● **REQUIRED ACTION**
Print, exactly as written, every line from the first line of the records below through the line containing "projects and status dashboard", and nothing further.

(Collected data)
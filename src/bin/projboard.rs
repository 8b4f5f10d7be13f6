//! projboard CLI
//!
//! Project manager and status dashboard for a projboard server.

use std::path::PathBuf;

use chrono::Utc;
use clap::{Parser, Subcommand};
use console::{style, Term};
use dialoguer::Input;
use indicatif::{ProgressBar, ProgressStyle};
use tokio::sync::broadcast::error::RecvError;

use projboard::cli::{CliApp, CliConfig, CliError, OutputFormat, OutputFormatter};
use projboard::client::ProjectManager;
use projboard::core::project::ProjectId;
use projboard::dashboard::alerts::{
    AlertArchive, AlertRules, AlertThresholds, DEFAULT_OPEN_ISSUES_THRESHOLD,
};
use projboard::refresh::{RefreshConfig, RefreshService};
use projboard::view::form::ProjectForm;

/// projboard CLI - projects and status dashboard
#[derive(Parser)]
#[command(name = "projboard")]
#[command(version = projboard::VERSION)]
#[command(about = "Manage projects and watch the status dashboard", long_about = None)]
#[command(propagate_version = true)]
struct Cli {
    /// Path to configuration file
    #[arg(short, long, env = "PROJBOARD_CONFIG")]
    config: Option<PathBuf>,

    /// Server base URL
    #[arg(short, long, env = "PROJBOARD_API_URL")]
    api_url: Option<String>,

    /// Output format (text, json, json-pretty)
    #[arg(short, long, default_value = "text")]
    format: OutputFormat,

    /// Disable colored output
    #[arg(long)]
    no_color: bool,

    /// Enable verbose output
    #[arg(short, long)]
    verbose: bool,

    #[command(subcommand)]
    command: Commands,
}

#[derive(Subcommand)]
enum Commands {
    /// Project operations
    #[command(subcommand)]
    Projects(ProjectCommands),

    /// Show the status dashboard
    Dashboard {
        /// Keep refreshing until interrupted
        #[arg(short, long)]
        watch: bool,

        /// Refresh interval in seconds (defaults to the configured interval)
        #[arg(short, long)]
        interval: Option<u64>,
    },

    /// Alert operations
    #[command(subcommand)]
    Alerts(AlertCommands),

    /// Configuration
    #[command(subcommand)]
    Config(ConfigCommands),

    /// Check server health
    Health,
}

#[derive(Subcommand)]
enum ProjectCommands {
    /// List all projects
    List,

    /// Add a project (prompts for missing required fields)
    Add {
        /// Project name
        #[arg(short, long)]
        name: Option<String>,

        /// Repository URL
        #[arg(short, long)]
        repository: Option<String>,

        /// Optional description
        #[arg(short, long)]
        description: Option<String>,
    },

    /// Delete a project
    Delete {
        /// Project ID
        id: ProjectId,
    },
}

#[derive(Subcommand)]
enum AlertCommands {
    /// Evaluate threshold alerts against the current dashboard
    Check {
        /// Write the alerts to a timestamped JSON file in this directory
        #[arg(short, long)]
        archive_dir: Option<PathBuf>,

        /// Open-issue threshold
        #[arg(short, long, default_value_t = DEFAULT_OPEN_ISSUES_THRESHOLD)]
        threshold: u64,
    },
}

#[derive(Subcommand)]
enum ConfigCommands {
    /// Show the effective configuration
    Show,

    /// Write the effective configuration to the config file
    Init {
        /// Overwrite an existing file
        #[arg(long)]
        force: bool,
    },
}

// ═══════════════════════════════════════════════════════════════════════════════
// MAIN
// ═══════════════════════════════════════════════════════════════════════════════

#[tokio::main]
async fn main() {
    let cli = Cli::parse();

    // Initialize logging
    let level = if cli.verbose {
        tracing::Level::INFO
    } else {
        tracing::Level::WARN
    };
    tracing_subscriber::fmt()
        .with_writer(std::io::stderr)
        .with_env_filter(
            tracing_subscriber::EnvFilter::from_default_env().add_directive(level.into()),
        )
        .init();

    let term = Term::stdout();

    if let Err(e) = run_command(&cli, &term).await {
        let output = OutputFormatter::new(cli.format).with_color(!cli.no_color);
        output.error(&CliError::from_anyhow(e).to_string());
        std::process::exit(1);
    }
}

async fn run_command(cli: &Cli, term: &Term) -> anyhow::Result<()> {
    let app = build_app(cli)?;

    if app.is_verbose() {
        app.output().info(&format!("Server: {}", app.config().api_url));
    }

    match &cli.command {
        Commands::Projects(cmd) => cmd_projects(&app, cmd).await,
        Commands::Dashboard { watch, interval } => {
            cmd_dashboard(&app, *watch, *interval, term).await
        }
        Commands::Alerts(cmd) => cmd_alerts(&app, cmd).await,
        Commands::Config(cmd) => cmd_config(cli, &app, cmd),
        Commands::Health => cmd_health(&app).await,
    }
}

fn build_app(cli: &Cli) -> anyhow::Result<CliApp> {
    let mut app = CliApp::load(cli.config.clone())?.with_verbose(cli.verbose);

    if let Some(url) = &cli.api_url {
        app = app.with_api_url(url.clone());
    }
    if cli.no_color {
        app = app.without_color();
    }
    console::set_colors_enabled(app.config().color);

    Ok(app.with_format(cli.format))
}

// ═══════════════════════════════════════════════════════════════════════════════
// COMMAND HANDLERS
// ═══════════════════════════════════════════════════════════════════════════════

async fn cmd_projects(app: &CliApp, cmd: &ProjectCommands) -> anyhow::Result<()> {
    let mut manager = ProjectManager::new(app.api_client()?);
    let output = app.output();

    match cmd {
        ProjectCommands::List => {
            let spinner = create_spinner("Fetching projects...");
            let result = manager.refresh().await;
            spinner.finish_and_clear();

            let board = result?;
            output.data(&board.projects(), &board.render(app.config().color));
        }

        ProjectCommands::Add {
            name,
            repository,
            description,
        } => {
            let interactive = name.is_none() || repository.is_none();
            let mut form = ProjectForm::new();

            form.set_name(match name {
                Some(name) => name.clone(),
                None => prompt("Project name", false)?,
            });
            form.set_repository(match repository {
                Some(url) => url.clone(),
                None => prompt("Repository URL", false)?,
            });
            match description {
                Some(text) => {
                    form.set_description(text.clone());
                }
                None if interactive => {
                    form.set_description(prompt("Description (optional)", true)?);
                }
                None => {}
            }

            let spinner = create_spinner("Adding project...");
            let result = manager.add(&mut form).await;
            spinner.finish_and_clear();

            let project = result?;
            if output.format().is_json() {
                output.data(&project, "");
            } else {
                output.success(&format!("Added project {} (#{})", project.name, project.id));
            }
        }

        ProjectCommands::Delete { id } => {
            let spinner = create_spinner("Deleting project...");
            let result = manager.delete(*id).await;
            spinner.finish_and_clear();

            result?;
            output.success(&format!("Deleted project #{}", id));
        }
    }

    Ok(())
}

async fn cmd_dashboard(
    app: &CliApp,
    watch: bool,
    interval: Option<u64>,
    term: &Term,
) -> anyhow::Result<()> {
    let client = app.api_client()?;
    let renderer = app.renderer();

    if !watch {
        let spinner = create_spinner("Loading dashboard...");
        let result = client.fetch_dashboard().await;
        spinner.finish_and_clear();

        let data = result?;
        app.output().data(&data, &renderer.render(&data));
        return Ok(());
    }

    let secs = interval.unwrap_or(app.config().refresh_interval_secs).max(1);
    let service = RefreshService::new(client, RefreshConfig::every_secs(secs));
    let mut updates = service.subscribe();
    let handle = service.start();

    let ctrl_c = tokio::signal::ctrl_c();
    tokio::pin!(ctrl_c);

    loop {
        tokio::select! {
            update = updates.recv() => match update {
                Ok(data) => {
                    let _ = term.clear_screen();
                    let _ = term.write_line(&renderer.render(&data));

                    let state = service.state().await;
                    let _ = term.write_line(&format!(
                        "{} refreshed {} ({} ok, {} failed), next in {}s, Ctrl-C to quit",
                        style("ℹ").blue(),
                        Utc::now().format("%H:%M:%S"),
                        state.total_refreshes,
                        state.failed_refreshes,
                        secs
                    ));
                }
                Err(RecvError::Lagged(_)) => continue,
                Err(RecvError::Closed) => break,
            },
            _ = &mut ctrl_c => break,
        }
    }

    service.stop();
    let _ = handle.await;
    Ok(())
}

async fn cmd_alerts(app: &CliApp, cmd: &AlertCommands) -> anyhow::Result<()> {
    match cmd {
        AlertCommands::Check {
            archive_dir,
            threshold,
        } => {
            let client = app.api_client()?;

            let spinner = create_spinner("Loading dashboard...");
            let result = client.fetch_dashboard().await;
            spinner.finish_and_clear();
            let data = result?;

            let rules = AlertRules::new(AlertThresholds {
                open_issues: *threshold,
            });
            let derived = rules.evaluate(&data).len();
            let alerts = rules.annotate(data).alerts;

            app.output()
                .data(&alerts, &app.renderer().alerts(&alerts));

            if derived > 0 {
                app.output().warning(&format!(
                    "{} subsystem(s) above {} open issues",
                    derived, threshold
                ));
            }

            if let Some(dir) = archive_dir {
                match AlertArchive::new(dir.clone()).save(&alerts, Utc::now())? {
                    Some(path) => app.output().success(&format!(
                        "Archived {} alert(s) to {}",
                        alerts.len(),
                        path.display()
                    )),
                    None => app.output().info("No alerts to archive"),
                }
            }
        }
    }

    Ok(())
}

fn cmd_config(cli: &Cli, app: &CliApp, cmd: &ConfigCommands) -> anyhow::Result<()> {
    let output = app.output();

    match cmd {
        ConfigCommands::Show => {
            let config = app.config();
            let rows = vec![
                vec!["api_url".to_string(), config.api_url.clone()],
                vec!["timeout_secs".to_string(), config.timeout_secs.to_string()],
                vec![
                    "refresh_interval_secs".to_string(),
                    config.refresh_interval_secs.to_string(),
                ],
                vec!["color".to_string(), config.color.to_string()],
            ];
            if output.format().is_json() {
                output.data(config, "");
            } else {
                output.table(&["Key", "Value"], &rows);
            }
        }

        ConfigCommands::Init { force } => {
            let path = cli.config.clone().unwrap_or_else(CliConfig::default_path);

            if path.exists() && !force {
                anyhow::bail!(
                    "Configuration already exists: {}. Use --force to overwrite.",
                    path.display()
                );
            }

            app.config().save(&path)?;
            output.success(&format!("Configuration written to {}", path.display()));
        }
    }

    Ok(())
}

async fn cmd_health(app: &CliApp) -> anyhow::Result<()> {
    let client = app.api_client()?;

    let spinner = create_spinner("Checking server...");
    let result = client.health().await;
    spinner.finish_and_clear();

    let health = result?;
    if app.output().format().is_json() {
        app.output().data(&health, "");
    } else {
        app.output().success(&format!(
            "{} {} is {} at {}",
            health.service,
            health.version,
            health.status,
            client.base_url()
        ));
    }
    Ok(())
}

// ═══════════════════════════════════════════════════════════════════════════════
// HELPER FUNCTIONS
// ═══════════════════════════════════════════════════════════════════════════════

fn prompt(label: &str, allow_empty: bool) -> anyhow::Result<String> {
    let value = Input::<String>::new()
        .with_prompt(label)
        .allow_empty(allow_empty)
        .interact_text()?;
    Ok(value)
}

fn create_spinner(message: &str) -> ProgressBar {
    let spinner = ProgressBar::new_spinner();
    spinner.set_style(
        ProgressStyle::default_spinner()
            .tick_chars("⠋⠙⠹⠸⠼⠴⠦⠧⠇⠏")
            .template("{spinner:.cyan} {msg}")
            .unwrap_or_else(|_| ProgressStyle::default_spinner()),
    );
    spinner.set_message(message.to_string());
    spinner.enable_steady_tick(std::time::Duration::from_millis(100));
    spinner
}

● **PROBLEM SOLUTION**
filename src/bin/projboard.rs
repository 8b4f5f10d7be13f6
//! projboard CLI
//!
//! Project manager and status dashboard for a projboard server.

use std::path::PathBuf;

use chrono::Utc;
use clap::{Parser, Subcommand};
use console::{style, Term};
use dialoguer::Input;
use indicatif::{ProgressBar, ProgressStyle};
use tokio::sync::broadcast::error::RecvError;

use projboard::cli::{CliApp, CliConfig, CliError, OutputFormat, OutputFormatter};
use projboard::client::ProjectManager;
use projboard::core::project::ProjectId;
use projboard::dashboard::alerts::{
    AlertArchive, AlertRules, AlertThresholds, DEFAULT_OPEN_ISSUES_THRESHOLD,
};
use projboard::refresh::{RefreshConfig, RefreshService};
use projboard::view::form::ProjectForm;

/// projboard CLI - projects and status dashboard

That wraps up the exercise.